Brief: Please retype the data below in full.

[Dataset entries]

Start of Block

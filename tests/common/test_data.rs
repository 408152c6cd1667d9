//! Test data generation utilities.
//!
//! This module writes observation files with known contents for testing the
//! stratus server.

use std::io::Write;
use std::path::{Path, PathBuf};

/// Header row of every observation file
pub const HEADER: &str = "date,precipitation,temp_max,temp_min,wind,weather";

/// Path of the bundled January/February 2012 fixture
pub fn fixture_path() -> PathBuf {
    Path::new(env!("CARGO_MANIFEST_DIR")).join("tests/fixtures/seattle-weather.csv")
}

/// Writes an observation file from the given data rows, prefixed by the header
pub fn write_observations(path: &Path, rows: &[&str]) -> std::io::Result<()> {
    let mut file = std::fs::File::create(path)?;
    writeln!(file, "{}", HEADER)?;
    for row in rows {
        writeln!(file, "{}", row)?;
    }
    Ok(())
}

/// A small file mixing valid rows, a duplicate date and malformed rows.
///
/// Accepted: 5 records (one of them a duplicate date), rejected: 2.
pub fn create_messy_observations(path: &Path) -> std::io::Result<()> {
    write_observations(
        path,
        &[
            "2020-01-01,0,10,5,2,rain",
            "2020-01-02,0,12,6,1,sun",
            "2020-01-02,3.1,9,4,2,fog",
            "2020-01-03,oops,9,4,2,rain",
            "2020-01-05,1.5,8,3,4,rain",
            "2020-01-06,0,7",
            "2020-01-07,0,11,2,3,sun",
        ],
    )
}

End of Block

Response below:
filename tests/common/test_data.rs
repository 408152c6cd1667d9
//! Test data generation utilities.
//!
//! This module writes observation files with known contents for testing the
//! stratus server.

use std::io::Write;
use std::path::{Path, PathBuf};

/// Header row of every observation file
pub const HEADER: &str = "date,precipitation,temp_max,temp_min,wind,weather";

/// Path of the bundled January/February 2012 fixture
pub fn fixture_path() -> PathBuf {
    Path::new(env!("CARGO_MANIFEST_DIR")).join("tests/fixtures/seattle-weather.csv")
}

/// Writes an observation file from the given data rows, prefixed by the header
pub fn write_observations(path: &Path, rows: &[&str]) -> std::io::Result<()> {
    let mut file = std::fs::File::create(path)?;
    writeln!(file, "{}", HEADER)?;
    for row in rows {
        writeln!(file, "{}", row)?;
    }
    Ok(())
}

/// A small file mixing valid rows, a duplicate date and malformed rows.
///
/// Accepted: 5 records (one of them a duplicate date), rejected: 2.
pub fn create_messy_observations(path: &Path) -> std::io::Result<()> {
    write_observations(
        path,
        &[
            "2020-01-01,0,10,5,2,rain",
            "2020-01-02,0,12,6,1,sun",
            "2020-01-02,3.1,9,4,2,fog",
            "2020-01-03,oops,9,4,2,rain",
            "2020-01-05,1.5,8,3,4,rain",
            "2020-01-06,0,7",
            "2020-01-07,0,11,2,3,sun",
        ],
    )
}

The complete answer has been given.